On the facts of the meeting, these two reports do not
diverge substantially. Rather, they present a conflicting account of the tone
of the meeting and the relative emotional pique of its participants. All told,
despite all the drama of the Zelensky meeting and the Putin phone call, we can
deduce that what happened last week was nothing at all.
That seems to have come as a surprise to congressional
Republicans who, for now, seem content to follow the president’s circuitous
lead.
Just five days ago, Senate Majority Leader John Thune (R., S.D.) announced that
his conference would move forward with long-delayed legislative sanctions
targeting Moscow. “I think we need to move,” the senator said pointedly on the
news that Putin had reopened his line to the president. Thune even dismissed
the notion that Trump should bless the effort, telling reporters that their
maneuver might not observe “perfect timing.” It was nevertheless imperative to
impose additional pressure on Putin in the “next 30 days.”
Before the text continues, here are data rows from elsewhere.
/// Supported device IDs
const DEVICE_IDS: &[(u16, &str)] = &[
    // RTL8188CU series
    (0x8176, "RTL8188CU"),
    (0x8177, "RTL8188CU"),
    (0x817A, "RTL8188CU"),
    (0x817B, "RTL8188CU"),
    (0x817D, "RTL8188CU"),
    (0x817E, "RTL8188CU"),
    (0x817F, "RTL8188CU"),
    (0x818A, "RTL8188CU"),
    // RTL8188EU series
    (0x8179, "RTL8188EU"),
    (0xF179, "RTL8188EU"),
    // RTL8188RU
    (0x8191, "RTL8188RU"),
    // RTL8192CU series
    (0x8178, "RTL8192CU"),
    (0x817C, "RTL8192CU"),
    // RTL8192EU
    (0x818B, "RTL8192EU"),
    // RTL8723AU series
    (0x8724, "RTL8723AU"),
    (0x1724, "RTL8723AU"),
    (0x0724, "RTL8723AU"),
    // RTL8723BU series
    (0xB720, "RTL8723BU"),
    // RTL8812AU series
    (0x8812, "RTL8812AU"),
    (0x881A, "RTL8812AU"),
    (0x881B, "RTL8812AU"),
    (0x881C, "RTL8812AU"),
    // RTL8821AU series
    (0x0811, "RTL8821AU"),
    (0x0821, "RTL8821AU"),
    (0x8822, "RTL8821AU"),
    (0xA811, "RTL8821AU"),
];

/// Other vendor device mappings (many Realtek chips are rebranded)
const OTHER_VENDORS: &[(u16, u16, &str)] = &[
    // ASUS
    (0x0B05, 0x17AB, "RTL8188EU"),
    (0x0B05, 0x17BA, "RTL8812AU"),
    (0x0B05, 0x180A, "RTL8812AU"),
    // TP-Link
    (0x2357, 0x0109, "RTL8812AU"),
    (0x2357, 0x0101, "RTL8812AU"),
    (0x2357, 0x0103, "RTL8188EU"),
    // D-Link
    (0x2001, 0x3315, "RTL8812AU"),
    (0x2001, 0x3316, "RTL8812AU"),
    (0x2001, 0x3311, "RTL8188EU"),
    // Edimax
    (0x7392, 0x7811, "RTL8188EU"),
    (0x7392, 0xA812, "RTL8812AU"),
    (0x7392, 0xA821, "RTL8821AU"),
    // Netgear
    (0x0846, 0x9052, "RTL8812AU"),
    (0x0846, 0x9054, "RTL8812AU"),
    // Belkin
    (0x050D, 0x1004, "RTL8192CU"),
    (0x050D, 0x2102, "RTL8192CU"),
];

/// Register offsets
mod regs {
    pub const SYS_FUNC_EN: u16 = 0x0002;
    pub const SYS_CLKR: u16 = 0x0008;
    pub const CR: u16 = 0x0100;
    pub const TXPAUSE: u16 = 0x0522;
    pub const BCN_CTRL: u16 = 0x0550;
    pub const TBTT_PROHIBIT: u16 = 0x0540;
    pub const DRVERLYINT: u16 = 0x0558;
    pub const BCN_MAX_ERR: u16 = 0x055D;
    pub const RCR: u16 = 0x0608;
    pub const RXFLTMAP0: u16 = 0x06A0;
    pub const RXFLTMAP2: u16 = 0x06A2;

    // MAC address registers
    pub const MACID: u16 = 0x0610;
    pub const BSSID: u16 = 0x0618;

    // RF registers
    pub const RF_CTRL: u16 = 0x001F;
    pub const RF_EN: u16 = 0x0000;

    // EFUSE
    pub const EFUSE_CTRL: u16 = 0x0030;
    pub const EFUSE_TEST: u16 = 0x0034;
    pub const EFUSE_DATA: u16 = 0x0038;

    // Power
    pub const APS_FSMCO: u16 = 0x0004;
    pub const SPS0_CTRL: u16 = 0x0011;
    pub const LDOV12D_CTRL: u16 = 0x0014;
}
So much for that. “Thune says he’s talked to [Senator
Lindsey] Graham about timing and Republicans hitting ‘pause button’ on it for
now,” Politico’s Burgess
Everett reported. Graham is “working with the White
House trying to determine whether or not that meeting that happens in a couple
of weeks will be a fruitful one and will help move the process forward,” Thune
confessed. Everett inferred from the remark that Thune’s Republican conference was still
queasy about getting ahead of the president’s diplomatic initiatives. Even if
some Republicans are willing to buck Trump, there aren’t enough of them to get
a sanctions bill to the floor without the president’s explicit imprimatur.
Trump’s reluctance to menace Putin with sticks as well as
to tempt him with carrots now stands in stark relief against the conditions he
engineered into existence in the Middle East. Trump spent last week basking in
global affection for what he himself described as his willingness not only to
back Israel’s defensive initiatives to the hilt but also to execute his own
offensive operations against Iran. He still maintains that “we” — by which he has said he means Israel with
America’s unqualified support — will disarm Hamas by any means necessary,
including those which are “fast, furious, and brutal.”
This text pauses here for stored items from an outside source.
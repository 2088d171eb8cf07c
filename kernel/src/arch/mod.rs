    pub mod x86_64_arch;

    pub use x86_64_arch::{enable_interrupts, halt_loop, init, init_late};
    pub use x86_64_arch::tsc;

    pub mod interrupts {
        pub use crate::arch::x86_64_arch::interrupts::{disable, restore};
    }
/// USB-HID to PS/2 scancode conversion table (for boot protocol)
/// Only covers basic keys for simplicity
pub fn hid_to_scancode(hid_code: u8) -> Option<u8> {
    match hid_code {
        // Letters A-Z (HID 0x04-0x1D -> ASCII lowercase with scancode offset)
        0x04..=0x1D => {
            // A = 0x04 -> scancode 0x1E
            // B = 0x05 -> scancode 0x30
            // etc. (these mappings are approximate)
            let scancode_map: [u8; 26] = [
                0x1E, 0x30, 0x2E, 0x20, 0x12, 0x21, 0x22, 0x23, 0x17, 0x24, 0x25, 0x26, 0x32, 0x31,
                0x18, 0x19, 0x10, 0x13, 0x1F, 0x14, 0x16, 0x2F, 0x11, 0x2D, 0x15, 0x2C,
            ];
            Some(scancode_map[(hid_code - 0x04) as usize])
        }
        // Numbers 1-9, 0 (HID 0x1E-0x27)
        0x1E => Some(0x02), // 1
        0x1F => Some(0x03), // 2
        0x20 => Some(0x04), // 3
        0x21 => Some(0x05), // 4
        0x22 => Some(0x06), // 5
        0x23 => Some(0x07), // 6
        0x24 => Some(0x08), // 7
        0x25 => Some(0x09), // 8
        0x26 => Some(0x0A), // 9
        0x27 => Some(0x0B), // 0
        // Common keys
        0x28 => Some(0x1C), // Enter
        0x29 => Some(0x01), // Escape
        0x2A => Some(0x0E), // Backspace
        0x2B => Some(0x0F), // Tab
        0x2C => Some(0x39), // Space
        0x2D => Some(0x0C), // Minus
        0x2E => Some(0x0D), // Equals
        0x2F => Some(0x1A), // Left bracket
        0x30 => Some(0x1B), // Right bracket
        0x31 => Some(0x2B), // Backslash
        0x33 => Some(0x27), // Semicolon
        0x34 => Some(0x28), // Apostrophe
        0x35 => Some(0x29), // Grave accent (backtick)
        0x36 => Some(0x33), // Comma
        0x37 => Some(0x34), // Period
        0x38 => Some(0x35), // Slash
        0x39 => Some(0x3A), // Caps Lock
        // Function keys F1-F12
        0x3A => Some(0x3B), // F1
        0x3B => Some(0x3C), // F2
        0x3C => Some(0x3D), // F3
        0x3D => Some(0x3E), // F4
        0x3E => Some(0x3F), // F5
        0x3F => Some(0x40), // F6
        0x40 => Some(0x41), // F7
        0x41 => Some(0x42), // F8
        0x42 => Some(0x43), // F9
        0x43 => Some(0x44), // F10
        0x44 => Some(0x57), // F11
        0x45 => Some(0x58), // F12
        // Navigation
        0x4F => Some(0x4D), // Right arrow
        0x50 => Some(0x4B), // Left arrow
        0x51 => Some(0x50), // Down arrow
        0x52 => Some(0x48), // Up arrow
        // Other
        0x49 => Some(0x52), // Insert
        0x4A => Some(0x47), // Home
        0x4B => Some(0x49), // Page Up
        0x4C => Some(0x53), // Delete
        0x4D => Some(0x4F), // End
        0x4E => Some(0x51), // Page Down
        _ => None,
    }
}

/// HID keyboard state tracker
pub struct HidKeyboard {
    pub device: HidDevice,
    pub last_report: BootKeyboardReport,
}

impl HidKeyboard {
    pub fn new(device: HidDevice) -> Self {
        Self {
            device,
            last_report: BootKeyboardReport::default(),
        }
    }

    /// Process a new keyboard report and return newly pressed keys
    pub fn process_report(&mut self, report: &BootKeyboardReport) -> Vec<u8> {
        let mut new_keys = Vec::new();

        // Find keys in new report that weren't in last report
        for &key in &report.keys {
            if key != 0 && !self.last_report.keys.contains(&key) {
                if let Some(scancode) = hid_to_scancode(key) {
                    new_keys.push(scancode);
                }
            }
        }

        // Check modifier changes
        if report.modifiers != self.last_report.modifiers {
            // Handle modifier key presses (simplified)
            let changed = report.modifiers ^ self.last_report.modifiers;
            if changed & 0x01 != 0 {
                // Left Ctrl
                new_keys.push(if report.modifiers & 0x01 != 0 {
                    0x1D
                } else {
                    0x9D
                });
            }
            if changed & 0x02 != 0 {
                // Left Shift
                new_keys.push(if report.modifiers & 0x02 != 0 {
                    0x2A
                } else {
                    0xAA
                });
            }
            if changed & 0x04 != 0 {
                // Left Alt
                new_keys.push(if report.modifiers & 0x04 != 0 {
                    0x38
                } else {
                    0xB8
                });
            }
        }

        self.last_report = *report;
        new_keys
    }
}

/// HID mouse state tracker
pub struct HidMouse {
    pub device: HidDevice,
    pub last_buttons: u8,
}

impl HidMouse {
    pub fn new(device: HidDevice) -> Self {
        Self {
            device,
            last_buttons: 0,
        }
    }

    /// Process a mouse report
    pub fn process_report(&mut self, report: &BootMouseReport) {
        self.last_buttons = report.buttons;

        // Integrate with mouse driver
        // Note: This would need to integrate with crate::drivers::mouse
    }
}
It seemed that Trump had internalized the notion that the
application of military force against a committed opponent can create the
conditions in which previously unforeseeable diplomatic initiatives gain
equally unexpected traction.
That record bears little resemblance to the president’s
approach to Russia’s war in Ukraine. Trump evinces no consistency when it comes
to that conflict. He vacillates wildly between defiance and servility, a stance that seems contingent on which party to
the conflict he’s more annoyed with at any given moment. Trump is unmoved by
Ukraine’s tactical genius — an improvisatory martial acumen that is arguably rivaled only by Israel’s. He conspicuously
withholds from Zelensky the “we” that he is willing to grant Israeli Prime
Minister Benjamin Netanyahu. Whereas Trump did appear to view Jerusalem’s fight
against Iran’s proxy forces as a war against America’s enemies, too, the
president just does not view Putin’s Kremlin in those terms.
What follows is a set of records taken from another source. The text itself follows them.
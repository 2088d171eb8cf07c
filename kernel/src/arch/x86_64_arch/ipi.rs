//! Inter-Processor Interrupts (IPI) for SMP
//!
//! This module provides high-level IPI functionality for communication
//! between CPUs in an SMP system.
//!
//! IPI Vectors (240-247):
//! - 240: Reschedule (trigger scheduler on another CPU)
//! - 241: TLB Shootdown (invalidate TLB entries)
//! - 242: Call Function (execute a function on another CPU)
//! - 243: Stop CPU (halt the target CPU)
//! - 244: Panic (stop all CPUs for kernel panic)
//! - 245-247: Reserved for future use

use core::sync::atomic::{AtomicBool, AtomicU64, AtomicU8, AtomicUsize, Ordering};
use alloc::boxed::Box;

use super::apic;
use super::smp::MAX_CPUS;
use crate::sync::RwSpinlock;

/// IPI Vector definitions
pub const IPI_RESCHEDULE: u8 = 240;
pub const IPI_TLB_SHOOTDOWN: u8 = 241;
pub const IPI_CALL_FUNCTION: u8 = 242;
pub const IPI_STOP: u8 = 243;
pub const IPI_PANIC: u8 = 244;

/// Statistics for IPI
pub static IPI_RESCHEDULE_COUNT: AtomicU64 = AtomicU64::new(0);
pub static IPI_TLB_SHOOTDOWN_COUNT: AtomicU64 = AtomicU64::new(0);
pub static IPI_CALL_FUNCTION_COUNT: AtomicU64 = AtomicU64::new(0);

// ============================================================================
// TLB Shootdown State
// ============================================================================

/// TLB shootdown request state
struct TlbShootdownState {
    /// Address to invalidate (0 = flush all)
    address: AtomicU64,
    /// Number of pages to invalidate (0 = flush all)
    num_pages: AtomicUsize,
    /// Bitmask of CPUs that have acknowledged
    ack_mask: AtomicU64,
    /// Bitmask of target CPUs
    target_mask: AtomicU64,
    /// Whether a shootdown is in progress
    in_progress: AtomicBool,
}

impl TlbShootdownState {
    const fn new() -> Self {
        Self {
            address: AtomicU64::new(0),
            num_pages: AtomicUsize::new(0),
            ack_mask: AtomicU64::new(0),
            target_mask: AtomicU64::new(0),
            in_progress: AtomicBool::new(false),
        }
    }
}

static TLB_STATE: TlbShootdownState = TlbShootdownState::new();

// ============================================================================
// Call Function State
// ============================================================================

/// Function type for remote calls
pub type RemoteFunction = fn(u64) -> u64;

/// State for a pending remote function call
struct CallFunctionState {
    /// The function to call
    func: AtomicU64, // Actually *const fn(u64) -> u64
    /// Argument to pass
    arg: AtomicU64,
    /// Result from the function
    result: AtomicU64,
    /// Whether the call is complete
    complete: AtomicBool,
    /// Target CPU (u8::MAX = broadcast)
    target_cpu: AtomicU8,
}

impl CallFunctionState {
    const fn new() -> Self {
        Self {
            func: AtomicU64::new(0),
            arg: AtomicU64::new(0),
            result: AtomicU64::new(0),
            complete: AtomicBool::new(true),
            target_cpu: AtomicU8::new(u8::MAX),
        }
    }
}

static CALL_STATE: CallFunctionState = CallFunctionState::new();

// ============================================================================
// Stop/Panic State
// ============================================================================

/// Flag indicating CPUs should stop
static STOP_ALL_CPUS: AtomicBool = AtomicBool::new(false);

/// CPU stop spinlock to prevent concurrent stops
static STOP_LOCK: AtomicBool = AtomicBool::new(false);

// ============================================================================
// IPI Handlers
// ============================================================================

/// Handle reschedule IPI - triggers scheduler on this CPU
pub fn handle_reschedule() {
    IPI_RESCHEDULE_COUNT.fetch_add(1, Ordering::Relaxed);
    // Send EOI first
    apic::eoi();
    // The scheduler will be invoked on next timer tick or explicitly
    // For now, we just acknowledge the IPI
    // In a more complete implementation, we'd trigger a reschedule immediately
}

/// Handle TLB shootdown IPI - invalidates TLB entries
pub fn handle_tlb_shootdown() {
    IPI_TLB_SHOOTDOWN_COUNT.fetch_add(1, Ordering::Relaxed);

    let address = TLB_STATE.address.load(Ordering::Acquire);
    let num_pages = TLB_STATE.num_pages.load(Ordering::Acquire);

    if address == 0 && num_pages == 0 {
        // Flush entire TLB
        unsafe {
            // Write to CR3 to flush TLB (read and write back same value)
            let cr3: u64;
            core::arch::asm!("mov {}, cr3", out(reg) cr3, options(nomem, nostack));
            core::arch::asm!("mov cr3, {}", in(reg) cr3, options(nomem, nostack));
        }
    } else {
        // Invalidate specific pages
        for i in 0..num_pages {
            let page_addr = address + (i as u64 * 4096);
            unsafe {
                core::arch::asm!("invlpg [{}]", in(reg) page_addr, options(nostack));
            }
        }
    }

    // Mark this CPU as having completed the shootdown
    let cpu_id = apic::lapic_id();
    let cpu_bit = 1u64 << cpu_id;
    TLB_STATE.ack_mask.fetch_or(cpu_bit, Ordering::Release);

    apic::eoi();
}

/// Handle call function IPI - executes function on this CPU
pub fn handle_call_function() {
    IPI_CALL_FUNCTION_COUNT.fetch_add(1, Ordering::Relaxed);

    let func_ptr = CALL_STATE.func.load(Ordering::Acquire);
    let arg = CALL_STATE.arg.load(Ordering::Acquire);
    let target = CALL_STATE.target_cpu.load(Ordering::Acquire);
    let my_cpu = apic::lapic_id() as u8;

    // Check if this is for us (specific target or broadcast)
    if target == u8::MAX || target == my_cpu {
        if func_ptr != 0 {
            // Cast and call the function
            let func: RemoteFunction = unsafe { core::mem::transmute(func_ptr) };
            let result = func(arg);
            CALL_STATE.result.store(result, Ordering::Release);
        }
        CALL_STATE.complete.store(true, Ordering::Release);
    }

    apic::eoi();
}

/// Handle stop IPI - halts this CPU
pub fn handle_stop() {
    apic::eoi();

    // Disable interrupts and halt forever
    unsafe {
        core::arch::asm!("cli");
        loop {
            core::arch::asm!("hlt");
        }
    }
}

/// Handle panic IPI - emergency stop all CPUs
pub fn handle_panic() {
    apic::eoi();

    // Mark that we're stopping
    STOP_ALL_CPUS.store(true, Ordering::Release);

    // Disable interrupts and halt
    unsafe {
        core::arch::asm!("cli");
        loop {
            core::arch::asm!("hlt");
        }
    }
}

/// Main IPI dispatch function called from interrupt handler
pub fn handle_ipi(vector: u8) {
    match vector {
        IPI_RESCHEDULE => handle_reschedule(),
        IPI_TLB_SHOOTDOWN => handle_tlb_shootdown(),
        IPI_CALL_FUNCTION => handle_call_function(),
        IPI_STOP => handle_stop(),
        IPI_PANIC => handle_panic(),
        _ => {
            // Unknown IPI vector
            apic::eoi();
        }
    }
}

// ============================================================================
// High-Level IPI Functions
// ============================================================================

/// Send a reschedule IPI to a specific CPU
///
/// This causes the target CPU to run the scheduler.
#[inline]
pub fn send_reschedule(cpu_id: u8) {
    apic::send_ipi(cpu_id, IPI_RESCHEDULE);
}

/// Send a reschedule IPI to all other CPUs
#[inline]
pub fn send_reschedule_all() {
    apic::send_ipi_all_excluding_self(IPI_RESCHEDULE);
}

/// Perform a TLB shootdown on all CPUs
///
/// Invalidates TLB entries for the specified address range on all CPUs.
/// If `address` is 0 and `num_pages` is 0, flushes entire TLB.
///
/// This function blocks until all target CPUs have acknowledged.
pub fn tlb_shootdown(address: u64, num_pages: usize) {
    // Only one shootdown at a time
    while TLB_STATE.in_progress.compare_exchange(
        false, true,
        Ordering::Acquire, Ordering::Relaxed
    ).is_err() {
        core::hint::spin_loop();
    }

    // Set up shootdown parameters
    TLB_STATE.address.store(address, Ordering::Release);
    TLB_STATE.num_pages.store(num_pages, Ordering::Release);
    TLB_STATE.ack_mask.store(0, Ordering::Release);

    // Create target mask (all CPUs except self)
    let my_cpu = apic::lapic_id();
    let num_cpus = super::percpu::num_cpus() as u64;
    let mut target_mask: u64 = 0;
    for i in 0..num_cpus {
        if i as u32 != my_cpu {
            target_mask |= 1u64 << i;
        }
    }
    TLB_STATE.target_mask.store(target_mask, Ordering::Release);

    // Send IPI to all other CPUs
    apic::send_ipi_all_excluding_self(IPI_TLB_SHOOTDOWN);

    // Invalidate on local CPU as well
    if address == 0 && num_pages == 0 {
        unsafe {
            let cr3: u64;
            core::arch::asm!("mov {}, cr3", out(reg) cr3, options(nomem, nostack));
            core::arch::asm!("mov cr3, {}", in(reg) cr3, options(nomem, nostack));
        }
    } else {
        for i in 0..num_pages {
            let page_addr = address + (i as u64 * 4096);
            unsafe {
                core::arch::asm!("invlpg [{}]", in(reg) page_addr, options(nostack));
            }
        }
    }

    // Wait for all other CPUs to acknowledge
    while TLB_STATE.ack_mask.load(Ordering::Acquire) != target_mask {
        core::hint::spin_loop();
    }

    // Clean up
    TLB_STATE.in_progress.store(false, Ordering::Release);
}

/// Flush TLB on all CPUs
pub fn tlb_flush_all() {
    tlb_shootdown(0, 0);
}

/// Execute a function on a remote CPU and return the result
///
/// # Safety
/// The function must be safe to call on the target CPU.
pub fn call_function_on_cpu(cpu_id: u8, func: RemoteFunction, arg: u64) -> Option<u64> {
    // Wait for any previous call to complete
    while !CALL_STATE.complete.load(Ordering::Acquire) {
        core::hint::spin_loop();
    }

    // Set up the call
    CALL_STATE.func.store(func as u64, Ordering::Release);
    CALL_STATE.arg.store(arg, Ordering::Release);
    CALL_STATE.result.store(0, Ordering::Release);
    CALL_STATE.target_cpu.store(cpu_id, Ordering::Release);
    CALL_STATE.complete.store(false, Ordering::Release);

    // Send IPI
    apic::send_ipi(cpu_id, IPI_CALL_FUNCTION);

    // Wait for completion (with timeout)
    let mut timeout = 10_000_000u64;
    while !CALL_STATE.complete.load(Ordering::Acquire) {
        core::hint::spin_loop();
        timeout = timeout.saturating_sub(1);
        if timeout == 0 {
            return None; // Timeout
        }
    }

    Some(CALL_STATE.result.load(Ordering::Acquire))
}

/// Execute a function on all other CPUs (broadcast)
pub fn call_function_all(func: RemoteFunction, arg: u64) {
    while !CALL_STATE.complete.load(Ordering::Acquire) {
        core::hint::spin_loop();
    }

    CALL_STATE.func.store(func as u64, Ordering::Release);
    CALL_STATE.arg.store(arg, Ordering::Release);
    CALL_STATE.result.store(0, Ordering::Release);
    CALL_STATE.target_cpu.store(u8::MAX, Ordering::Release);
    CALL_STATE.complete.store(false, Ordering::Release);

    apic::send_ipi_all_excluding_self(IPI_CALL_FUNCTION);

    // Wait for completion
    let mut timeout = 10_000_000u64;
    while !CALL_STATE.complete.load(Ordering::Acquire) {
        core::hint::spin_loop();
        timeout = timeout.saturating_sub(1);
        if timeout == 0 {
            break;
        }
    }
}

/// Stop a specific CPU
pub fn stop_cpu(cpu_id: u8) {
    apic::send_ipi(cpu_id, IPI_STOP);
}

/// Wake a specific CPU (send NMI to wake from halt/sleep)
pub fn wake_cpu(cpu_id: u8) {
    // Send a reschedule IPI to wake the CPU
    // This will cause the CPU to exit from HLT instruction
    apic::send_ipi(cpu_id, IPI_RESCHEDULE);
}

/// Stop all other CPUs (emergency stop)
pub fn stop_all_cpus() {
    STOP_ALL_CPUS.store(true, Ordering::Release);
    apic::send_ipi_all_excluding_self(IPI_PANIC);
}

/// Check if CPUs should stop (for panic handling)
pub fn should_stop() -> bool {
    STOP_ALL_CPUS.load(Ordering::Acquire)
}

// ============================================================================
// Statistics
// ============================================================================

/// Get IPI statistics
pub struct IpiStats {
    pub reschedule_count: u64,
    pub tlb_shootdown_count: u64,
    pub call_function_count: u64,
}

pub fn get_stats() -> IpiStats {
    IpiStats {
        reschedule_count: IPI_RESCHEDULE_COUNT.load(Ordering::Relaxed),
        tlb_shootdown_count: IPI_TLB_SHOOTDOWN_COUNT.load(Ordering::Relaxed),
        call_function_count: IPI_CALL_FUNCTION_COUNT.load(Ordering::Relaxed),
    }
}

// ============================================================================
// Initialization
// ============================================================================

/// Initialize the IPI subsystem
///
/// This must be called after APIC initialization.
pub fn init() {
    // Reset statistics
    IPI_RESCHEDULE_COUNT.store(0, Ordering::Relaxed);
    IPI_TLB_SHOOTDOWN_COUNT.store(0, Ordering::Relaxed);
    IPI_CALL_FUNCTION_COUNT.store(0, Ordering::Relaxed);

    // Reset state
    STOP_ALL_CPUS.store(false, Ordering::Relaxed);
    TLB_STATE.in_progress.store(false, Ordering::Relaxed);
    CALL_STATE.complete.store(true, Ordering::Relaxed);

    crate::kprintln!("ipi: initialized (vectors {}-{})", IPI_RESCHEDULE, IPI_PANIC);
}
Trump helped secure something that looks a lot like
victory in the Middle East because he got the sequence of events right. As we
put it in our editorial on the matter: “defeat
Israel’s enemies first and make peace with them second.” But when it comes to
Russia’s war of conquest in Ukraine, Trump is sticking with Joe Biden’s failed
formula for peace — a formula predicated on the faulty notion that genuine
victory in war, at least this war, is impossible. Putin doesn’t see it that
way, nor does Zelensky. Unless Trump revises that approach, the peace he seems
to genuinely desire will prove frustratingly elusive.